> _Stored data entries_
== Segment start ==
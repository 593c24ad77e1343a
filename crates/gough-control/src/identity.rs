//! Agent enrollment and identity.
//!
//! Enrollment keys are single-use: thirty-two random bytes whose hex form
//! is shown to the admin exactly once, with only the SHA-256 stored.
//! Redeeming one creates the agent and mints its first token pair. From
//! then on the agent lives on rotating refresh tokens; presenting a revoked
//! refresh token is treated as credential theft and suspends the agent.

use std::sync::Arc;

use chrono::{Duration, Utc};
use rand::RngCore;
use sha2::{Digest, Sha256};

use gough_core::{AgentId, UserId};
use gough_store::{AccessAgent, AgentStatus, EnrollmentKey, RefreshToken, Store, User};

use crate::error::{ControlError, Result};
use crate::tokens::{Subject, TokenKind, TokenPair, TokenService};
use crate::types::{AgentConfigPayload, EnrollRequest, EnrollResponse};
use crate::ControlConfig;

/// Agent enrollment and token rotation.
pub struct AgentIdentity<S: Store> {
    store: Arc<S>,
    tokens: Arc<TokenService>,
    config: ControlConfig,
}

/// Hex SHA-256 of an enrollment key's plaintext.
#[must_use]
pub fn hash_enrollment_key(plaintext: &str) -> String {
    hex::encode(Sha256::digest(plaintext.as_bytes()))
}

impl<S: Store> AgentIdentity<S> {
    /// Create the identity service.
    #[must_use]
    pub fn new(store: Arc<S>, tokens: Arc<TokenService>, config: ControlConfig) -> Self {
        Self {
            store,
            tokens,
            config,
        }
    }

    /// Mint a new enrollment key, returning the plaintext exactly once.
    ///
    /// # Errors
    ///
    /// Returns a store error if the key record cannot be persisted.
    pub fn mint_enrollment_key(&self, created_by: UserId) -> Result<String> {
        let mut bytes = [0u8; 32];
        rand::thread_rng().fill_bytes(&mut bytes);
        let plaintext = hex::encode(bytes);

        let now = Utc::now();
        let record = EnrollmentKey {
            key_hash: hash_enrollment_key(&plaintext),
            created_by,
            created_at: now,
            expires_at: now
                + Duration::seconds(
                    i64::try_from(self.config.enrollment_key_ttl_s).unwrap_or(86_400),
                ),
            used: false,
            used_by_agent: None,
        };
        self.store.put_enrollment_key(&record)?;

        tracing::info!(created_by = %created_by, "minted enrollment key");
        Ok(plaintext)
    }

    /// Redeem an enrollment key and create the agent.
    ///
    /// # Errors
    ///
    /// Returns [`ControlError::Auth`] for unknown or expired keys and
    /// [`ControlError::Conflict`] for already-used keys.
    pub fn enroll(
        &self,
        plaintext_key: &str,
        request: &EnrollRequest,
        ca_public_key: String,
    ) -> Result<EnrollResponse> {
        let key_hash = hash_enrollment_key(plaintext_key);
        let mut key = self
            .store
            .get_enrollment_key(&key_hash)?
            .ok_or_else(|| ControlError::Auth("invalid enrollment key".into()))?;

        if key.used {
            return Err(ControlError::Conflict(
                "enrollment key already used".into(),
            ));
        }
        if key.expires_at < Utc::now() {
            return Err(ControlError::Auth("enrollment key expired".into()));
        }

        let agent_id = AgentId::generate();
        let pair = self.tokens.issue_pair(&Subject::Agent(agent_id), None)?;

        let now = Utc::now();
        let agent = AccessAgent {
            agent_id,
            hostname: request.hostname.clone(),
            public_ip: request.ip_address.clone(),
            rssh_port: request.rssh_port,
            enrollment_key_hash: key_hash,
            refresh_token_id: Some(pair.refresh_jti),
            last_heartbeat_at: None,
            status: AgentStatus::Enrolled,
            capabilities: request.capabilities.clone(),
            agent_version: request.agent_version.clone(),
            active_sessions: 0,
            created_at: now,
        };
        self.store.put_agent(&agent)?;
        self.record_refresh_token(&pair, &Subject::Agent(agent_id))?;

        key.used = true;
        key.used_by_agent = Some(agent_id);
        self.store.put_enrollment_key(&key)?;

        tracing::info!(
            agent_id = %agent_id,
            hostname = %request.hostname,
            "agent enrolled"
        );

        Ok(EnrollResponse {
            agent_id,
            access_token: pair.access_token,
            refresh_token: pair.refresh_token,
            ca_public_key,
            config: AgentConfigPayload {
                heartbeat_interval_s: self.config.heartbeat_interval_s,
            },
        })
    }

    /// Rotate an agent's token pair.
    ///
    /// The presented refresh token's jti is revoked and a new pair issued.
    /// Presenting an already-revoked jti suspends the agent.
    ///
    /// # Errors
    ///
    /// Returns [`ControlError::Auth`] for invalid, expired, unknown, or
    /// reused refresh tokens.
    pub fn refresh_agent(&self, refresh_token: &str) -> Result<TokenPair> {
        let claims = self.tokens.verify(refresh_token, TokenKind::Refresh)?;
        let Subject::Agent(agent_id) = Subject::parse(&claims.sub)? else {
            return Err(ControlError::Auth("not an agent token".into()));
        };

        let record = self
            .store
            .get_refresh_token(&claims.jti)?
            .ok_or_else(|| ControlError::Auth("unknown refresh token".into()))?;

        if record.revoked {
            // Reuse of a rotated-out token means the token leaked somewhere;
            // the agent loses its standing until an operator intervenes.
            if let Some(mut agent) = self.store.get_agent(&agent_id)? {
                agent.status = AgentStatus::Suspended;
                self.store.put_agent(&agent)?;
            }
            tracing::warn!(
                agent_id = %agent_id,
                jti = %claims.jti,
                "revoked refresh token reused; agent suspended"
            );
            return Err(ControlError::Auth("refresh token revoked".into()));
        }

        let mut agent = self
            .store
            .get_agent(&agent_id)?
            .ok_or_else(|| ControlError::Auth("unknown agent".into()))?;
        if agent.status == AgentStatus::Suspended {
            return Err(ControlError::Auth("agent suspended".into()));
        }

        self.revoke_refresh_token(record)?;

        let pair = self.tokens.issue_pair(&Subject::Agent(agent_id), None)?;
        self.record_refresh_token(&pair, &Subject::Agent(agent_id))?;
        agent.refresh_token_id = Some(pair.refresh_jti);
        self.store.put_agent(&agent)?;

        Ok(pair)
    }

    /// Verify a user's password and issue a token pair.
    ///
    /// # Errors
    ///
    /// Returns [`ControlError::Auth`] for unknown emails, bad passwords, or
    /// deactivated accounts.
    pub fn login(&self, email: &str, password: &str) -> Result<(User, TokenPair)> {
        let user = self
            .store
            .get_user_by_email(email)?
            .ok_or_else(|| ControlError::Auth("invalid credentials".into()))?;

        if !user.active {
            return Err(ControlError::Auth("account deactivated".into()));
        }
        let valid = bcrypt::verify(password, &user.password_hash)
            .map_err(|e| ControlError::Internal(format!("password verification failed: {e}")))?;
        if !valid {
            return Err(ControlError::Auth("invalid credentials".into()));
        }

        let pair = self
            .tokens
            .issue_pair(&Subject::User(user.id), Some(&user.unique_token))?;
        self.record_refresh_token(&pair, &Subject::User(user.id))?;
        Ok((user, pair))
    }

    /// Rotate a user's token pair.
    ///
    /// # Errors
    ///
    /// Returns [`ControlError::Auth`] for invalid or rotated-out tokens.
    pub fn refresh_user(&self, refresh_token: &str) -> Result<(User, TokenPair)> {
        let claims = self.tokens.verify(refresh_token, TokenKind::Refresh)?;
        let Subject::User(user_id) = Subject::parse(&claims.sub)? else {
            return Err(ControlError::Auth("not a user token".into()));
        };

        let record = self
            .store
            .get_refresh_token(&claims.jti)?
            .ok_or_else(|| ControlError::Auth("unknown refresh token".into()))?;
        if record.revoked {
            return Err(ControlError::Auth("refresh token revoked".into()));
        }

        let user = self
            .store
            .get_user(&user_id)?
            .filter(|u| u.active)
            .ok_or_else(|| ControlError::Auth("account deactivated".into()))?;
        if claims.ut.as_deref() != Some(user.unique_token.as_str()) {
            return Err(ControlError::Auth("session invalidated".into()));
        }

        self.revoke_refresh_token(record)?;
        let pair = self
            .tokens
            .issue_pair(&Subject::User(user.id), Some(&user.unique_token))?;
        self.record_refresh_token(&pair, &Subject::User(user.id))?;
        Ok((user, pair))
    }

    /// Invalidate every outstanding token for a user by rolling the
    /// session-invalidation handle.
    ///
    /// # Errors
    ///
    /// Returns [`ControlError::NotFound`] for unknown users.
    pub fn logout(&self, user_id: &UserId) -> Result<()> {
        let mut user = self
            .store
            .get_user(user_id)?
            .ok_or_else(|| ControlError::NotFound(format!("user {user_id}")))?;
        user.unique_token = uuid::Uuid::new_v4().to_string();
        self.store.put_user(&user)?;
        Ok(())
    }

    fn record_refresh_token(&self, pair: &TokenPair, subject: &Subject) -> Result<()> {
        self.store.put_refresh_token(&RefreshToken {
            jti: pair.refresh_jti,
            subject: subject.encode(),
            issued_at: Utc::now(),
            expires_at: pair.refresh_expires_at,
            revoked: false,
        })?;
        Ok(())
    }

    fn revoke_refresh_token(&self, mut record: RefreshToken) -> Result<()> {
        record.revoked = true;
        self.store.put_refresh_token(&record)?;
        Ok(())
    }
}

#[cfg(test)]
mod tests {
    use super::*;
    use gough_store::RocksStore;

    struct Fixture {
        _dir: tempfile::TempDir,
        store: Arc<RocksStore>,
        identity: AgentIdentity<RocksStore>,
        admin: UserId,
    }

    fn fixture() -> Fixture {
        let dir = tempfile::tempdir().unwrap();
        let store = Arc::new(RocksStore::open(dir.path()).unwrap());
        let tokens = Arc::new(TokenService::new("test-secret", 900, 2_592_000));
        let identity = AgentIdentity::new(Arc::clone(&store), tokens, ControlConfig::default());

        let admin = UserId::generate();
        store
            .put_user(&User {
                id: admin,
                email: "admin@example.com".to_string(),
                password_hash: bcrypt::hash("hunter2", 4).unwrap(),
                active: true,
                unique_token: "ut-1".to_string(),
                global_roles: std::collections::BTreeSet::new(),
                created_at: Utc::now(),
            })
            .unwrap();

        Fixture {
            _dir: dir,
            store,
            identity,
            admin,
        }
    }

    fn enroll_request() -> EnrollRequest {
        EnrollRequest {
            hostname: "agent-1".to_string(),
            ip_address: "10.0.0.5".to_string(),
            agent_version: "1.0.0".to_string(),
            capabilities: vec!["ssh".to_string()],
            rssh_port: 2222,
        }
    }

    #[test]
    fn enrollment_key_is_hex_and_single_use() {
        let f = fixture();
        let plaintext = f.identity.mint_enrollment_key(f.admin).unwrap();
        assert_eq!(plaintext.len(), 64);
        assert!(plaintext.chars().all(|c| c.is_ascii_hexdigit()));

        let response = f
            .identity
            .enroll(&plaintext, &enroll_request(), "ssh-rsa AAAA".into())
            .unwrap();
        assert!(!response.access_token.is_empty());
        assert_eq!(response.config.heartbeat_interval_s, 30);

        let agent = f.store.get_agent(&response.agent_id).unwrap().unwrap();
        assert_eq!(agent.status, AgentStatus::Enrolled);

        // Re-enrolling on the same key conflicts.
        let second = f
            .identity
            .enroll(&plaintext, &enroll_request(), "ssh-rsa AAAA".into());
        assert!(matches!(second, Err(ControlError::Conflict(_))));
    }

    #[test]
    fn unknown_key_is_auth_error() {
        let f = fixture();
        let result = f
            .identity
            .enroll("deadbeef", &enroll_request(), "ssh-rsa AAAA".into());
        assert!(matches!(result, Err(ControlError::Auth(_))));
    }

    #[test]
    fn refresh_rotation_and_reuse_suspends() {
        let f = fixture();
        let plaintext = f.identity.mint_enrollment_key(f.admin).unwrap();
        let enrolled = f
            .identity
            .enroll(&plaintext, &enroll_request(), "ssh-rsa AAAA".into())
            .unwrap();

        // First rotation succeeds.
        let rotated = f.identity.refresh_agent(&enrolled.refresh_token).unwrap();
        assert_ne!(rotated.refresh_token, enrolled.refresh_token);

        // Replaying the original refresh token is reuse: rejected, and the
        // agent is suspended.
        let replay = f.identity.refresh_agent(&enrolled.refresh_token);
        assert!(matches!(replay, Err(ControlError::Auth(_))));

        let agent = f.store.get_agent(&enrolled.agent_id).unwrap().unwrap();
        assert_eq!(agent.status, AgentStatus::Suspended);

        // The suspended agent cannot rotate even with the fresh token.
        let after = f.identity.refresh_agent(&rotated.refresh_token);
        assert!(matches!(after, Err(ControlError::Auth(_))));
    }

    #[test]
    fn login_and_logout_invalidate_tokens() {
        let f = fixture();
        let (user, pair) = f.identity.login("admin@example.com", "hunter2").unwrap();
        assert_eq!(user.id, f.admin);

        // Refresh works before logout.
        let (_, rotated) = f.identity.refresh_user(&pair.refresh_token).unwrap();

        f.identity.logout(&f.admin).unwrap();

        // The rotated refresh token dies with the old unique_token.
        let result = f.identity.refresh_user(&rotated.refresh_token);
        assert!(matches!(result, Err(ControlError::Auth(_))));
    }

    #[test]
    fn bad_password_is_rejected() {
        let f = fixture();
        let result = f.identity.login("admin@example.com", "wrong");
        assert!(matches!(result, Err(ControlError::Auth(_))));
        let result = f.identity.login("nobody@example.com", "hunter2");
        assert!(matches!(result, Err(ControlError::Auth(_))));
    }
}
== Segment end ==
> _Exercise directions_
Say how many lines of the data include the string "AgentIdentity". Nothing other than the number should be given.

> _Reply_
4